Je vous laisse donc juger de l’importance de ces Parachutages pour la résistance et le maquis du Lomont. La cérémonie de ce jour nous rappelle permet qu’il ne faut pas oublier et qu’il convient de rendre hommage à tous ces combattants. »
Sans oublier l’intervention de Mr le Maire Honoraire Charles Morel :
« Chers amis, personnalités, civils et militaires. A cette grande famille des parachutistes dont je suis fier de faire partie, on peut dire que cette commémoration de ce 31 août est votre journée. En effet, nous sommes rassemblés pour commémorer les 80 ans des parachutages de la libération. Ce rendez-vous, nous le devons à notre Maire, mon ami qui, avec toujours le même patriotisme, a voulu rassembler pour ne pas oublier. Merci à toi Emmanuel.
Pour ne pas oublier ce qui s'est passé, précisément à l'endroit où nous sommes, il a été construit une stèle. Le mérite de la construction de cette stèle revient pour beaucoup à notre grand historien Jean-Pierre Marandin, qui nous a conseillé et nous a guidé. Jean-Pierre, vous avez déjà pu l'écouter ce matin en conférence et vous pourrez de nouveau le rencontrer demain dimanche après midi, cette cérémonie étant prévue sur 2 jours. Premier rendez-vous avec Jean-Pierre, septembre 2017, à l'occasion de la cérémonie au monument du Lomont. En septembre 2018, je l'invitais à une réunion de Conseil pour nous expliquer quel type de monument, quelle possibilité de financement. Rapidement, il nous faisait parvenir un projet dessiné à titre gratuit par son beau frère Maurice Muciatti, architecte. Et un an après, le 16 novembre 2019, inauguration en présence de nombreuses personnes, civils et militaires. Emmanuel ayant très bien résumé l'historique de ces parachutages et pour ne pas prolonger, permettez moi néanmoins d'avoir une pensée pour le colonel Baguerey, décédé en mai dernier, un grand militaire. Combien de fois je l'ai rencontré à Chamesol vers cette Stèle, où il venait avec des collégiens du Pays de Montbéliard ou du secteur de Maiche, leurs expliquer cette page d'histoire. Notre village a été marqué par d'autres événements durant cette Guerre, qui a été rappelés à l'occasion du centième anniversaire de notre monument, ce samedi 18 mai dernier. Et aujourd'hui, nous vivons un de ces événements parmi tant d'autres, dans le recueillement de ce qui a été vécu. »
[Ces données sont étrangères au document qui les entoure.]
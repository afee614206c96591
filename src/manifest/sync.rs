//! Manifest synchronization.
//!
//! Rebuilds both manifests of a document from its directory listings. A
//! render resolution is reported for a depth only when every node at that
//! depth has a file for it, so the manifest never promises more than the
//! archive holds.

use chrono::Utc;
use std::collections::{BTreeMap, BTreeSet};
use tracing::debug;

use super::{ArchiveManifest, DepthSummary, ManifestError, Resolution};
use crate::archiver::layout::{fills_on_disk, list_file_names, parse_export_file_name, DocumentLayout};
use crate::document::{index_nodes, DesignDocument, IndexOptions};
use crate::fetcher::http::format_scale;
use crate::fills::referenced_hashes;

/// Manifests written for one document
#[derive(Debug, Clone, PartialEq)]
pub struct SyncReport {
    /// Renders manifest, when the renders directory exists
    pub exports: Option<ArchiveManifest>,
    /// Fills manifest, when the fills directory exists
    pub images: Option<ArchiveManifest>,
}

impl SyncReport {
    /// Number of manifests written
    pub fn written(&self) -> u64 {
        self.exports.is_some() as u64 + self.images.is_some() as u64
    }
}

/// Rebuilds manifests from disk
#[derive(Debug, Clone, Copy, Default)]
pub struct ManifestSynchronizer {
    include_canvas: bool,
}

impl ManifestSynchronizer {
    /// Index canvases at depth 0 when `include_canvas` is set
    pub fn new(include_canvas: bool) -> Self {
        Self { include_canvas }
    }

    /// Build the renders manifest from render file names
    pub fn exports_manifest(&self, document: &DesignDocument, files: &BTreeSet<String>) -> ArchiveManifest {
        let index = index_nodes(&document.document, &IndexOptions::unbounded(self.include_canvas));
        let indexed: BTreeSet<&str> = index.ids.iter().map(String::as_str).collect();

        let mut map: BTreeMap<String, Vec<String>> = BTreeMap::new();
        let mut variants: BTreeMap<String, BTreeSet<(String, String)>> = BTreeMap::new();

        for name in files {
            let Some(parsed) = parse_export_file_name(name) else {
                continue;
            };
            if !indexed.contains(parsed.node_id.as_str()) {
                continue;
            }
            let suffix = name[parsed.node_id.len()..].to_string();
            map.entry(parsed.node_id.clone()).or_default().push(suffix);
            variants
                .entry(parsed.node_id)
                .or_default()
                .insert((format_scale(parsed.scale), parsed.format));
        }

        let candidates: BTreeSet<&(String, String)> = variants.values().flatten().collect();
        let mut resolutions = Vec::new();
        for (depth, ids) in &index.depths {
            for candidate in &candidates {
                let complete = ids
                    .iter()
                    .all(|id| variants.get(id).is_some_and(|v| v.contains(*candidate)));
                if complete {
                    resolutions.push(Resolution {
                        depth: *depth,
                        scale: candidate.0.parse().unwrap_or(1.0),
                        format: candidate.1.clone(),
                    });
                }
            }
        }
        resolutions.sort_by(|a, b| {
            a.depth
                .cmp(&b.depth)
                .then(a.scale.total_cmp(&b.scale))
                .then_with(|| a.format.cmp(&b.format))
        });

        let depths = DepthSummary {
            min: index.min_depth(),
            max: index.max_depth,
            levels: index
                .depths
                .iter()
                .map(|(depth, ids)| (depth.to_string(), ids.clone()))
                .collect(),
        };

        ArchiveManifest {
            document_version: document.version.clone(),
            last_modified: document.last_modified.clone(),
            archived_at: Utc::now(),
            resolutions,
            map,
            depths: Some(depths),
            images: None,
            missing: Vec::new(),
        }
    }

    /// Build the fills manifest from hash to file name
    pub fn images_manifest(&self, document: &DesignDocument, files: &BTreeMap<String, String>) -> ArchiveManifest {
        let referenced = referenced_hashes(&document.document);

        let map = files
            .iter()
            .filter(|(hash, _)| referenced.contains(*hash))
            .map(|(hash, name)| (hash.clone(), vec![name[hash.len()..].to_string()]))
            .collect();
        let missing = referenced
            .iter()
            .filter(|hash| !files.contains_key(*hash))
            .cloned()
            .collect();

        ArchiveManifest {
            document_version: document.version.clone(),
            last_modified: document.last_modified.clone(),
            archived_at: Utc::now(),
            resolutions: Vec::new(),
            map,
            depths: None,
            images: Some(files.clone()),
            missing,
        }
    }

    /// Rebuild and write both manifests of a document.
    ///
    /// Asset directories that do not exist are left alone.
    pub fn sync(&self, document: &DesignDocument, layout: &DocumentLayout) -> Result<SyncReport, ManifestError> {
        let mut report = SyncReport {
            exports: None,
            images: None,
        };

        let exports_dir = layout.exports_dir();
        if exports_dir.is_dir() {
            let manifest = self.exports_manifest(document, &list_file_names(&exports_dir)?);
            manifest.save(&layout.exports_manifest_path())?;
            report.exports = Some(manifest);
        }

        let images_dir = layout.images_dir();
        if images_dir.is_dir() {
            let manifest = self.images_manifest(document, &fills_on_disk(&images_dir)?);
            manifest.save(&layout.images_manifest_path())?;
            report.images = Some(manifest);
        }

        debug!(root = %layout.root().display(), written = report.written(), "Manifests synchronized");
        Ok(report)
    }
}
La journée du samedi 31 août s’est achevée par un magnifique concert donné en l’église de Chamesol par la chorale de la vallée de l’Écrevisse, qui a interprété son répertoire de chants militaires, rejoint en fin de concert par Charles Morel, nous offrant ainsi un superbe bouquet final, avec une tonitruante « Madelon » qui a enchanté toute l’assemblée.
Un grand merci à la municipalité de Chamesol pour cette remarquable initiative.